Ma passiamo ai fatti. Davide e Roberto, la sera del 23 agosto, sono a cena in un ristorante che si trova nel corso principale di Lagana’s, piccolo centro dell’isola. Ad un certo punto entra una ragazza, sui 18 anni, e Roberto le offre, in inglese, da bere. Lei esce di corsa dal locale. Dopo due minuti è di nuovo dentro, ma accompagnata dal fratello che prima minaccia di morte Roberto, poi gli circonda con il braccio il collo e stringe.
Il ragazzo è paonazzo, Davide chiede aiuto, non sa cosa fare. Solo l’intervento del gestore del ristorante riesce a liberarlo dalla morsa. Intanto, nel locale sono arrivati anche i genitori del giovane greco, proprietari di un negozio che si trova proprio di fronte al ristorante: chiedono spiegazioni ai due turisti ed allontanano il figlio. Tanta la paura e la rabbia, ma sembra tutto finito lì.
Purtroppo però, così non è. Perché il giorno dopo, Davide e Roberto sono di nuovo a passeggio per il corso. E’ circa mezzanotte, ma c’è movimento. Si trovano a passare di fronte al negozio del giovane greco. Davide lo vede. E’ fuori a fumarsi una sigaretta. Con la coda dell’occhio intuisce un cenno di lui ad altri ragazzi. E allora accelera il passo. Inizia un inseguimento.
''In tre ci stavano dietro — dice ancora Davide — mentre due di fianco. Poi il greco ha detto al mio amico: ‘ti ricordi di me? Sono quello di ieri’. Ed è iniziato il pestaggio. Pugni e calci, tanti alla testa. Roberto poteva solo difendersi. Io ero bloccato dagli altri quattro. Cinque minuti che sono sembrati infiniti. Nessuno è intervenuto. Poi per fortuna se ne sono andati e noi siamo corsi alla polizia''.
E qui, inizia la seconda fase dell’odissea. Perché in commissariato, quando arrivano per sporgere denuncia, iniziano altri problemi. Gli agenti gli dicono che per denunciare l’aggressione è meglio avere il referto medico. Davide e Roberto (che intanto sanguina e non si tiene dritto) chiedono almeno che venga chiamata un’ambulanza. ''Nell’isola ce n’è una sola e noi la chiamiamo solo in punto di morte'' gli viene risposto.

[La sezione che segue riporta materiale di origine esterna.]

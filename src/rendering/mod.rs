//! # Rendering Module
//!
//! The game state draws itself through the [`Renderer`] trait once per frame.
//! [`AsciiRenderer`] fills a text buffer for headless runs and tests;
//! [`MacroquadDisplay`] draws colored cells in a window.

pub mod ascii;
pub mod display;

pub use ascii::*;
pub use display::*;

use crate::game::{GameState, Marker, Position, TerrainType};

/// Drawing surface for one frame.
pub trait Renderer {
    /// Draws a board cell, or a cell of the falling piece.
    fn draw_cell(&mut self, position: Position, terrain: TerrainType);

    /// Draws an entity on top of the board. `kind` is one of the marker values.
    fn draw_entity(&mut self, position: Position, kind: TerrainType);
}

/// Draws a full frame: board cells, the falling piece, then entities.
///
/// Piece cells above the board are skipped.
pub fn render_frame<R: Renderer + ?Sized>(game_state: &GameState, renderer: &mut R) {
    let board = &game_state.board;
    for (position, terrain) in board.iter_cells() {
        renderer.draw_cell(position, terrain);
    }

    if let Some(piece) = game_state.current_piece() {
        for (position, terrain) in piece.cells_at(piece.position) {
            if board.is_position_valid(position.x, position.y) {
                renderer.draw_cell(position, terrain);
            }
        }
    }

    if let Some(adventure) = game_state.adventure() {
        for treasure in &adventure.treasures {
            renderer.draw_entity(treasure.position, treasure.marker());
        }
        for enemy in &adventure.enemies {
            renderer.draw_entity(enemy.position, enemy.marker());
        }
        renderer.draw_entity(adventure.player.position, adventure.player.marker());
    }
}
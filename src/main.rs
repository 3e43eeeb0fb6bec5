//! # Terrablocks Main Entry Point
//!
//! Parses the command line, initializes logging and either opens the game
//! window or builds a board headlessly and prints it.

use clap::Parser;
use log::{error, info};
use macroquad::prelude::*;
use std::path::PathBuf;
use terrablocks::{
    generation::utils, AsciiRenderer, AutoBuilder, GameState, GenerationConfig, Generator,
    InputHandler, TerraResult,
};

/// Command line arguments for Terrablocks.
#[derive(Parser, Debug)]
#[command(name = "terrablocks")]
#[command(about = "Build a landscape from falling blocks, then survive it")]
#[command(version)]
struct Args {
    /// Random seed; overrides the config file
    #[arg(short, long)]
    seed: Option<u64>,

    /// JSON configuration file
    #[arg(short, long)]
    config: Option<PathBuf>,

    /// Board width in cells
    #[arg(long)]
    width: Option<u32>,

    /// Board height in cells
    #[arg(long)]
    height: Option<u32>,

    /// Build a board automatically and print it instead of opening a window
    #[arg(long)]
    headless: bool,

    /// Write the built board as JSON (headless mode)
    #[arg(long)]
    export: Option<PathBuf>,

    /// Log level (error, warn, info, debug, trace)
    #[arg(long, default_value = "info")]
    log_level: String,
}

fn main() {
    let args = Args::parse();
    initialize_logging(&args.log_level);
    info!("Starting Terrablocks v{}", terrablocks::VERSION);

    let config = match load_config(&args) {
        Ok(config) => config,
        Err(e) => {
            error!("{}", e);
            std::process::exit(2);
        }
    };

    if args.headless {
        if let Err(e) = run_headless(&args, config) {
            error!("Headless run failed: {}", e);
            std::process::exit(1);
        }
        return;
    }

    macroquad::Window::from_config(window_conf(), run_game(config));
}

/// Initializes the logging system based on the specified log level.
///
/// `RUST_LOG` takes precedence over the command line.
fn initialize_logging(log_level: &str) {
    #[cfg(feature = "dev-tools")]
    {
        use tracing_subscriber::EnvFilter;

        let filter =
            EnvFilter::try_from_default_env().unwrap_or_else(|_| EnvFilter::new(log_level));
        tracing_subscriber::fmt()
            .with_env_filter(filter)
            .with_target(false)
            .init();
        tracing::debug!(filter = log_level, "tracing subscriber installed");
    }

    #[cfg(not(feature = "dev-tools"))]
    {
        env_logger::Builder::from_env(env_logger::Env::default().default_filter_or(log_level))
            .format_timestamp(None)
            .init();
    }
}

/// Merges the config file with command line overrides and validates the result.
fn load_config(args: &Args) -> TerraResult<GenerationConfig> {
    let mut config = match &args.config {
        Some(path) => {
            info!("Loading configuration from {}", path.display());
            GenerationConfig::load_from_file(path)?
        }
        None => GenerationConfig::default(),
    };

    if let Some(seed) = args.seed {
        config.seed = seed;
    }
    if let Some(width) = args.width {
        config.width = width;
    }
    if let Some(height) = args.height {
        config.height = height;
    }

    config.validate()?;
    Ok(config)
}

fn window_conf() -> Conf {
    Conf {
        window_title: "Terrablocks".to_string(),
        window_width: 1024,
        window_height: 768,
        high_dpi: true,
        ..Default::default()
    }
}

/// Runs the windowed game loop.
async fn run_game(config: GenerationConfig) {
    info!("Seed {} on a {}x{} board", config.seed, config.width, config.height);
    match GameState::new(config) {
        Ok(game_state) => {
            let mut scenes = terrablocks::scenes::SceneManager::new(game_state, InputHandler::new());
            scenes.run().await;
        }
        Err(e) => error!("Could not start the game: {}", e),
    }
}

/// Builds a board without a window, prints it and optionally exports it.
fn run_headless(args: &Args, config: GenerationConfig) -> TerraResult<()> {
    let mut rng = utils::create_rng(&config);
    let builder = AutoBuilder::new();
    let board = builder.generate(&config, &mut rng)?;

    if let Some(path) = &args.export {
        std::fs::write(path, board.to_json()?)?;
        info!("Board exported to {}", path.display());
    }

    let game_state = GameState::new_with_board(config, board)?;
    println!("{}", AsciiRenderer::render(&game_state));

    if let Some(adventure) = game_state.adventure() {
        println!(
            "player {:?}, {} enemies, {} treasures, {} hazard cell(s)",
            adventure.player.position,
            adventure.enemies.len(),
            adventure.treasures.len(),
            game_state.hazard_count()
        );
    }
    Ok(())
}
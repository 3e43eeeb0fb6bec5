//! # Generation Module
//!
//! Policy and procedural generation for both phases of a run.
//!
//! [`GenerationConfig`] holds every tunable of the game: board size, the hazard
//! threshold, spawn probabilities and timings. The [`Generator`] trait is the
//! common interface for random content; [`PieceGenerator`] produces falling
//! pieces and [`AutoBuilder`] plays a whole Building Phase on its own.

pub mod builder;
pub mod pieces;

pub use builder::*;
pub use pieces::*;

use crate::config;
use crate::{TerraError, TerraResult};
use rand::rngs::StdRng;
use rand::SeedableRng;
use serde::{Deserialize, Serialize};
use std::path::Path;

/// Configuration for a run.
///
/// The probabilities and thresholds are policy, not derived values; the
/// defaults reproduce the classic behavior. Missing fields in a JSON file fall
/// back to the defaults.
#[derive(Debug, Clone, PartialEq, Serialize, Deserialize)]
#[serde(default)]
pub struct GenerationConfig {
    /// Random seed for reproducible runs
    pub seed: u64,
    /// Board width in cells
    pub width: u32,
    /// Board height in cells
    pub height: u32,
    /// Empty components of at most this many cells become Hazard
    pub hazard_max_component_size: usize,
    /// Probability (0.0 to 1.0) that a Path cell hosts a treasure
    pub treasure_chance: f64,
    /// Score value of each treasure
    pub treasure_value: u32,
    /// Probability (0.0 to 1.0) that a Path cell in the bottom band becomes a SafeHaven
    pub safe_haven_chance: f64,
    /// Height of the bottom band eligible for SafeHaven marking
    pub safe_haven_rows: u32,
    /// Score bonus for reaching a SafeHaven the first time
    pub safe_haven_bonus: u32,
    /// Probability (0.0 to 1.0) that an enemy tries the X axis first
    pub enemy_x_bias: f64,
    /// Delay between a player move and the enemy response
    pub enemy_move_delay_ms: u64,
    /// Interval between gravity steps in the building phase
    pub gravity_interval_ms: u64,
    /// Top rows sampled when row 0 has no spawn cell
    pub spawn_fallback_rows: u32,
    /// Random samples tried before falling back to a scan
    pub spawn_fallback_attempts: u32,
    /// Starting player health
    pub player_health: u32,
    /// Score per row converted to Path
    pub line_clear_score: u32,
    /// Score lost on every enemy collision
    pub collision_penalty: u32,
}

impl GenerationConfig {
    /// Creates the default configuration with the given seed.
    ///
    /// # Examples
    ///
    /// ```
    /// use terrablocks::GenerationConfig;
    ///
    /// let config = GenerationConfig::new(7);
    /// assert_eq!(config.width, 10);
    /// assert_eq!(config.hazard_max_component_size, 3);
    /// assert!(config.validate().is_ok());
    /// ```
    pub fn new(seed: u64) -> Self {
        Self {
            seed,
            width: config::DEFAULT_BOARD_WIDTH,
            height: config::DEFAULT_BOARD_HEIGHT,
            hazard_max_component_size: config::HAZARD_MAX_COMPONENT_SIZE,
            treasure_chance: config::TREASURE_CHANCE,
            treasure_value: config::TREASURE_VALUE,
            safe_haven_chance: config::SAFE_HAVEN_CHANCE,
            safe_haven_rows: config::SAFE_HAVEN_ROWS,
            safe_haven_bonus: 50,
            enemy_x_bias: config::ENEMY_X_BIAS,
            enemy_move_delay_ms: config::ENEMY_MOVE_DELAY_MS,
            gravity_interval_ms: config::GRAVITY_INTERVAL_MS,
            spawn_fallback_rows: config::SPAWN_FALLBACK_ROWS,
            spawn_fallback_attempts: config::SPAWN_FALLBACK_ATTEMPTS,
            player_health: config::DEFAULT_PLAYER_HEALTH,
            line_clear_score: 100,
            collision_penalty: 25,
        }
    }

    /// Creates a configuration for testing: a small board and no delays.
    pub fn for_testing(seed: u64) -> Self {
        Self {
            width: 6,
            height: 8,
            enemy_move_delay_ms: 0,
            gravity_interval_ms: 100,
            ..Self::new(seed)
        }
    }

    /// Returns a copy with different board dimensions.
    pub fn with_size(mut self, width: u32, height: u32) -> Self {
        self.width = width;
        self.height = height;
        self
    }

    /// Checks that all values are in range.
    pub fn validate(&self) -> TerraResult<()> {
        if self.width == 0 || self.height == 0 {
            return Err(TerraError::InvalidConfig(format!(
                "Board must be at least 1x1, got {}x{}",
                self.width, self.height
            )));
        }

        let probabilities = [
            ("treasure_chance", self.treasure_chance),
            ("safe_haven_chance", self.safe_haven_chance),
            ("enemy_x_bias", self.enemy_x_bias),
        ];
        for (name, value) in probabilities {
            if !(0.0..=1.0).contains(&value) {
                return Err(TerraError::InvalidConfig(format!(
                    "{} must be between 0.0 and 1.0, got {}",
                    name, value
                )));
            }
        }

        if self.player_health == 0 {
            return Err(TerraError::InvalidConfig(
                "player_health must be at least 1".to_string(),
            ));
        }

        Ok(())
    }

    /// Parses and validates a configuration from JSON.
    pub fn from_json(json: &str) -> TerraResult<Self> {
        let config: GenerationConfig = serde_json::from_str(json)?;
        config.validate()?;
        Ok(config)
    }

    /// Serializes the configuration to pretty JSON.
    pub fn to_json(&self) -> TerraResult<String> {
        serde_json::to_string_pretty(self).map_err(TerraError::from)
    }

    /// Loads and validates a configuration file.
    pub fn load_from_file(path: impl AsRef<Path>) -> TerraResult<Self> {
        let json = std::fs::read_to_string(path)?;
        Self::from_json(&json)
    }

    /// Writes the configuration to a file as JSON.
    pub fn save_to_file(&self, path: impl AsRef<Path>) -> TerraResult<()> {
        std::fs::write(path, self.to_json()?)?;
        Ok(())
    }
}

impl Default for GenerationConfig {
    fn default() -> Self {
        Self::new(42)
    }
}

/// Trait for procedural generators.
///
/// Generators draw all randomness from the RNG they are handed, so the same
/// seed always produces the same content.
pub trait Generator<T> {
    /// Generates content using the provided configuration and random number generator.
    fn generate(&self, config: &GenerationConfig, rng: &mut StdRng) -> TerraResult<T>;

    /// Validates that the generated content meets requirements.
    fn validate(&self, content: &T, config: &GenerationConfig) -> TerraResult<()>;

    /// Gets the generator type name for logging and debugging.
    fn generator_type(&self) -> &'static str;
}

/// Utility functions for generation algorithms.
pub mod utils {
    use super::*;

    /// Creates a seeded random number generator from the config.
    pub fn create_rng(config: &GenerationConfig) -> StdRng {
        StdRng::seed_from_u64(config.seed)
    }
}

#[cfg(test)]
mod tests {
    use super::*;
    use rand::Rng;

    #[test]
    fn test_generation_config_defaults() {
        let config = GenerationConfig::new(12345);
        assert_eq!(config.seed, 12345);
        assert_eq!(config.width, 10);
        assert_eq!(config.height, 15);
        assert_eq!(config.treasure_chance, 0.3);
        assert_eq!(config.safe_haven_chance, 0.2);
        assert_eq!(config.enemy_x_bias, 0.7);
        assert_eq!(GenerationConfig::default().seed, 42);
    }

    #[test]
    fn test_validation_rejects_bad_values() {
        let mut config = GenerationConfig::new(1);
        config.treasure_chance = 1.5;
        assert!(matches!(config.validate(), Err(TerraError::InvalidConfig(_))));

        let config = GenerationConfig::new(1).with_size(0, 5);
        assert!(config.validate().is_err());

        let mut config = GenerationConfig::new(1);
        config.player_health = 0;
        assert!(config.validate().is_err());
    }

    #[test]
    fn test_partial_json_uses_defaults() {
        let config = GenerationConfig::from_json(r#"{ "seed": 9, "width": 12 }"#).unwrap();
        assert_eq!(config.seed, 9);
        assert_eq!(config.width, 12);
        assert_eq!(config.height, 15);
        assert_eq!(config.hazard_max_component_size, 3);
    }

    #[test]
    fn test_invalid_json_is_rejected() {
        assert!(matches!(
            GenerationConfig::from_json("{ not json"),
            Err(TerraError::Serde(_))
        ));
        assert!(matches!(
            GenerationConfig::from_json(r#"{ "enemy_x_bias": -0.1 }"#),
            Err(TerraError::InvalidConfig(_))
        ));
    }

    #[test]
    fn test_utils_rng_is_reproducible() {
        let config = GenerationConfig::new(12345);
        let a: u64 = utils::create_rng(&config).gen();
        let b: u64 = utils::create_rng(&config).gen();
        assert_eq!(a, b);
    }
}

Col taxi arrivano al pronto soccorso a 11 chilometri di distanza (''più che un ospedale, una macelleria, viste le condizioni igieniche'' come commenta ancora Davide) e a Roberto viene diagnosticata una brutta lesione al timpano. Tornano col referto alla polizia. E stavolta gli dicono che la denuncia deve essere fatta per forza in greco e dunque serve un traduttore (con una spesa a partire da 50 euro).
Fatto anche questo, gli consigliano di ‘appostarsi’ di fronte al negozio per aspettare il giovane, e tornare subito in commissariato quando questo fosse arrivato, per procedere con l’arresto. Così fanno. Ma quando tornano ancora dalla polizia, li fanno aspettare.
Poi, insieme, finalmente vanno nel negozio e prendono il ragazzo che, arrivato in commissariato ''fa una miriade di telefonate. Arrivano i genitori e dicono che il mio amico ha ‘toccato la figlia’. E che ci saremmo dovuti preparare al processo, in Grecia. A questo punto, la polizia ci consiglia di metterci d’accordo. E il padre di lui ci dà 150 euro, chiedendoci di lasciar perdere. Tutto ciò, comunicando esclusivamente in inglese. Ora mi domando: ma se non avessimo saputo la lingua come avremmo fatto? E sopratutto: perché la polizia, invece di aiutare noi, che eravamo vittime, ha fatto di tutto per metterci in difficoltà? Tra l’altro, non siamo stati gli unici turisti italiani presi di mira. A noi è andata peggio. Comunque — la conclusione di Davide —, non finisce qui''.